_AIM OF THE EXERCISE_
Take from the records below each line that holds "Hero".

[Opening INFORMATION GIVEN section]

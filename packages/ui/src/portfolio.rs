use dioxus::prelude::*;

use crate::{
    About, Contact, Experience, Footer, Hero, Layout, Navbar, Projects, Skills, Testimonials,
    PORTFOLIO_CSS,
};

/// The whole single-page site.
#[component]
pub fn Portfolio() -> Element {
    rsx! {
        document::Link { rel: "stylesheet", href: PORTFOLIO_CSS }

        Layout {
            Navbar {}
            main {
                Hero {}
                Skills {}
                Experience {}
                About {}
                Projects {}
                Testimonials {}
                Contact {}
            }
            Footer {}
        }
    }
}
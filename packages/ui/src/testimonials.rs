use dioxus::prelude::*;
use site::content::TESTIMONIALS;
use site::{Ease, Motion, Pose, Testimonial};

use crate::icons::FaQuoteLeft;
use crate::{use_config, Icon, Reveal, TestimonialGlyph};

#[component]
pub fn Testimonials() -> Element {
    let config = use_config();

    rsx! {
        section {
            id: "testimonials",
            class: "bg-background-light dark:bg-background-dark py-16 md:py-24",
            Reveal {
                motion: config.reveal.section_motion(),
                div {
                    class: "max-w-7xl mx-auto px-4 md:px-8",
                    Reveal {
                        class: "text-center mb-16",
                        motion: Motion::fade_up(50.0).duration(0.8),
                        h2 {
                            class: "text-4xl md:text-5xl lg:text-6xl tracking-tight",
                            span { class: "font-light text-gray-800 dark:text-gray-200", "My" }
                            " "
                            span { class: "font-extrabold text-black dark:text-white", "Philosophy" }
                        }
                    }
                    div {
                        class: "grid grid-cols-1 md:grid-cols-3 gap-6 lg:gap-8 items-stretch md:items-center",
                        for (index, testimonial) in TESTIMONIALS.iter().enumerate() {
                            PhilosophyCard { key: "{testimonial.id}", testimonial: *testimonial, index }
                        }
                    }
                }
            }
        }
    }
}

#[component]
fn PhilosophyCard(testimonial: Testimonial, index: usize) -> Element {
    let featured = testimonial.featured;
    let card = if featured {
        "bg-black text-white md:scale-105 z-10 shadow-2xl"
    } else {
        "bg-white dark:bg-gray-800 hover:shadow-lg border border-gray-100 dark:border-gray-700"
    };
    let tile = if featured {
        "bg-black text-white"
    } else {
        "bg-white dark:bg-gray-800 text-black dark:text-white border-2 border-gray-200 dark:border-gray-700"
    };
    let badge = if featured {
        "bg-white text-black"
    } else {
        "bg-black text-white"
    };
    let (quote, name, role) = if featured {
        ("text-gray-300", "text-white", "text-gray-400")
    } else {
        (
            "text-gray-600 dark:text-gray-400",
            "text-gray-900 dark:text-white",
            "text-gray-500 dark:text-gray-500",
        )
    };
    let step = 0.2;

    rsx! {
        Reveal {
            class: "h-full",
            motion: Motion::fade_up(50.0).duration(0.6).in_view(0.95).stagger(index, step),
            article {
                class: "h-full p-8 rounded-2xl transition-all duration-300 text-center flex flex-col items-center hover:-translate-y-1 {card}",
                div {
                    class: "relative mb-6",
                    Reveal {
                        motion: Motion::default()
                            .from_pose(Pose { scale: 0.0, rotate: -180.0, ..Pose::REST })
                            .duration(0.8)
                            .ease(Ease::Spring)
                            .stagger(index, step),
                        div {
                            class: "w-24 h-24 rounded-tr-xl rounded-bl-xl flex items-center justify-center transition-all duration-300 hover:scale-110 hover:rotate-6 {tile}",
                            div {
                                class: "animate-sway",
                                TestimonialGlyph { icon: testimonial.icon }
                            }
                        }
                    }
                    Reveal {
                        class: "absolute bottom-0 right-0",
                        motion: Motion::pop(0.0).delay(0.5).stagger(index, step),
                        div {
                            class: "rounded-full p-1 w-8 h-8 flex items-center justify-center transition-transform duration-500 hover:scale-125 hover:rotate-[360deg] {badge}",
                            Icon { icon: FaQuoteLeft, width: 12, height: 12 }
                        }
                    }
                }
                p { class: "text-sm leading-relaxed mb-6 font-medium {quote}", "{testimonial.quote}" }
                div {
                    class: "mt-auto",
                    h3 { class: "font-display font-bold text-lg {name}", "{testimonial.name}" }
                    p { class: "text-sm font-medium mt-1 {role}", "{testimonial.role}" }
                }
            }
        }
    }
}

[Closing INFORMATION GIVEN section]

_ANSWER BOX_
    About, Contact, Experience, Footer, Hero, Layout, Navbar, Projects, Skills, Testimonials,
                Hero {}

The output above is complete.